Across the entries below, how many lines include "splat"? Give the number and nothing else.
START SUPPLIED MATERIAL
use glam::{Vec2, Vec4};
use half::f16;

use crate::renderer::device::{is_depth_format, TextureInfo};

/// Texel storage for one texture: `layers * height * width * samples` values,
/// sample-major within a texel.
pub(crate) struct SoftwareTexture {
    pub(crate) info: TextureInfo,
    pub(crate) texels: Vec<Vec4>,
}

impl SoftwareTexture {
    pub(crate) fn new(info: TextureInfo) -> Self {
        let count = info.texel_count()
            * info.size.depth_or_array_layers as usize
            * info.sample_count as usize;
        let zero = store(info.format, Vec4::ZERO);
        Self {
            info,
            texels: vec![zero; count],
        }
    }

    pub(crate) fn width(&self) -> u32 {
        self.info.size.width
    }

    pub(crate) fn height(&self) -> u32 {
        self.info.size.height
    }

    pub(crate) fn samples(&self) -> usize {
        self.info.sample_count as usize
    }

    pub(crate) fn layer_len(&self) -> usize {
        self.info.texel_count() * self.samples()
    }

    pub(crate) fn texel_size(&self) -> Vec2 {
        Vec2::new(1.0 / self.width() as f32, 1.0 / self.height() as f32)
    }

    fn index(&self, x: u32, y: u32, layer: u32) -> usize {
        let row = (layer * self.height() + y) as usize * self.width() as usize;
        (row + x as usize) * self.samples()
    }

    /// Reads sample 0 of a texel, clamping coordinates to the edge.
    pub(crate) fn fetch(&self, x: i32, y: i32, layer: u32) -> Vec4 {
        let x = x.clamp(0, self.width() as i32 - 1) as u32;
        let y = y.clamp(0, self.height() as i32 - 1) as u32;
        self.texels[self.index(x, y, layer)]
    }

    fn fetch_addressed(&self, x: i32, y: i32, address: wgpu::AddressMode) -> Vec4 {
        match address {
            wgpu::AddressMode::Repeat => self.fetch(
                x.rem_euclid(self.width() as i32),
                y.rem_euclid(self.height() as i32),
                0,
            ),
            _ => self.fetch(x, y, 0),
        }
    }

    /// Bilinear sample of layer 0.
    pub(crate) fn sample(&self, uv: Vec2, address: wgpu::AddressMode) -> Vec4 {
        let x = uv.x * self.width() as f32 - 0.5;
        let y = uv.y * self.height() as f32 - 0.5;
        let x0 = x.floor();
        let y0 = y.floor();
        let fx = x - x0;
        let fy = y - y0;
        let (ix, iy) = (x0 as i32, y0 as i32);

        let top = self
            .fetch_addressed(ix, iy, address)
            .lerp(self.fetch_addressed(ix + 1, iy, address), fx);
        let bottom = self
            .fetch_addressed(ix, iy + 1, address)
            .lerp(self.fetch_addressed(ix + 1, iy + 1, address), fx);
        top.lerp(bottom, fy)
    }

    /// Point sample of layer 0.
    pub(crate) fn sample_nearest(&self, uv: Vec2, address: wgpu::AddressMode) -> Vec4 {
        let x = (uv.x * self.width() as f32).floor() as i32;
        let y = (uv.y * self.height() as f32).floor() as i32;
        self.fetch_addressed(x, y, address)
    }

    pub(crate) fn fill_layer(&mut self, layer: u32, values: impl Iterator<Item = Vec4>) {
        let samples = self.samples();
        let format = self.info.format;
        let layer_len = self.layer_len();
        let start = layer as usize * layer_len;
        let layer_texels = &mut self.texels[start..start + layer_len];
        for (texel, value) in layer_texels.chunks_exact_mut(samples).zip(values) {
            texel.fill(store(format, value));
        }
    }

    /// Layer 0, sample 0, row-major.
    pub(crate) fn first_samples(&self) -> Vec<Vec4> {
        self.texels[..self.layer_len()]
            .chunks_exact(self.samples())
            .map(|texel| texel[0])
            .collect()
    }
}

/// Applies the precision and range limits of `format` to a shaded value.
pub(crate) fn store(format: wgpu::TextureFormat, value: Vec4) -> Vec4 {
    use wgpu::TextureFormat as F;
    match format {
        F::Rgba8Unorm | F::Rgba8UnormSrgb | F::Bgra8Unorm | F::Bgra8UnormSrgb => {
            value.clamp(Vec4::ZERO, Vec4::ONE)
        }
        F::R8Unorm => Vec4::new(value.x.clamp(0.0, 1.0), 0.0, 0.0, 1.0),
        F::Rgba16Float => Vec4::new(
            to_half(value.x),
            to_half(value.y),
            to_half(value.z),
            to_half(value.w),
        ),
        F::R16Float => Vec4::new(to_half(value.x), 0.0, 0.0, 1.0),
        F::R32Float => Vec4::new(value.x, 0.0, 0.0, 1.0),
        format if is_depth_format(format) => Vec4::new(value.x.clamp(0.0, 1.0), 0.0, 0.0, 1.0),
        _ => value,
    }
}

fn to_half(value: f32) -> f32 {
    f16::from_f32(value).to_f32()
}

#[cfg(test)]
mod tests {
    use super::*;

    fn texture(width: u32, height: u32, format: wgpu::TextureFormat) -> SoftwareTexture {
        SoftwareTexture::new(TextureInfo {
            label: "Test".to_string(),
            size: wgpu::Extent3d {
                width,
                height,
                depth_or_array_layers: 1,
            },
            format,
            sample_count: 1,
            usage: wgpu::TextureUsages::TEXTURE_BINDING,
        })
    }

    #[test]
    fn unorm_formats_clamp_and_depth_keeps_one_channel() {
        let v = Vec4::new(2.0, -1.0, 0.5, 1.5);
        assert_eq!(store(wgpu::TextureFormat::Rgba8Unorm, v), Vec4::new(1.0, 0.0, 0.5, 1.0));
        assert_eq!(
            store(wgpu::TextureFormat::Depth32Float, v),
            Vec4::new(1.0, 0.0, 0.0, 1.0)
        );
        assert_eq!(
            store(wgpu::TextureFormat::R8Unorm, v),
            Vec4::new(1.0, 0.0, 0.0, 1.0)
        );
    }

    #[test]
    fn bilinear_sample_at_texel_centre_returns_the_texel() {
        let mut tex = texture(2, 1, wgpu::TextureFormat::Rgba32Float);
        tex.fill_layer(0, [Vec4::ZERO, Vec4::ONE].into_iter());
        let left = tex.sample(Vec2::new(0.25, 0.5), wgpu::AddressMode::ClampToEdge);
        let middle = tex.sample(Vec2::new(0.5, 0.5), wgpu::AddressMode::ClampToEdge);
        assert!(left.abs_diff_eq(Vec4::ZERO, 1e-6));
        assert!(middle.abs_diff_eq(Vec4::splat(0.5), 1e-6));
    }

    #[test]
    fn nearest_sample_never_blends_neighbours() {
        let mut tex = texture(4, 1, wgpu::TextureFormat::Rgba32Float);
        tex.fill_layer(0, (0..4).map(|i| Vec4::splat(i as f32)));
        let between = tex.sample_nearest(Vec2::new(0.5, 0.5), wgpu::AddressMode::ClampToEdge);
        assert_eq!(between, Vec4::splat(2.0));
        let wrapped = tex.sample_nearest(Vec2::new(1.3, 0.5), wgpu::AddressMode::Repeat);
        assert_eq!(wrapped, Vec4::splat(1.0));
    }

    #[test]
    fn repeat_addressing_wraps_around() {
        let mut tex = texture(4, 1, wgpu::TextureFormat::Rgba32Float);
        let values = (0..4).map(|i| Vec4::splat(i as f32));
        tex.fill_layer(0, values);
        let wrapped = tex.sample(Vec2::new(1.0 + 0.125, 0.5), wgpu::AddressMode::Repeat);
        assert!(wrapped.abs_diff_eq(Vec4::ZERO, 1e-6));
    }
}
END SUPPLIED MATERIAL
**RESPONSE AREA:** 5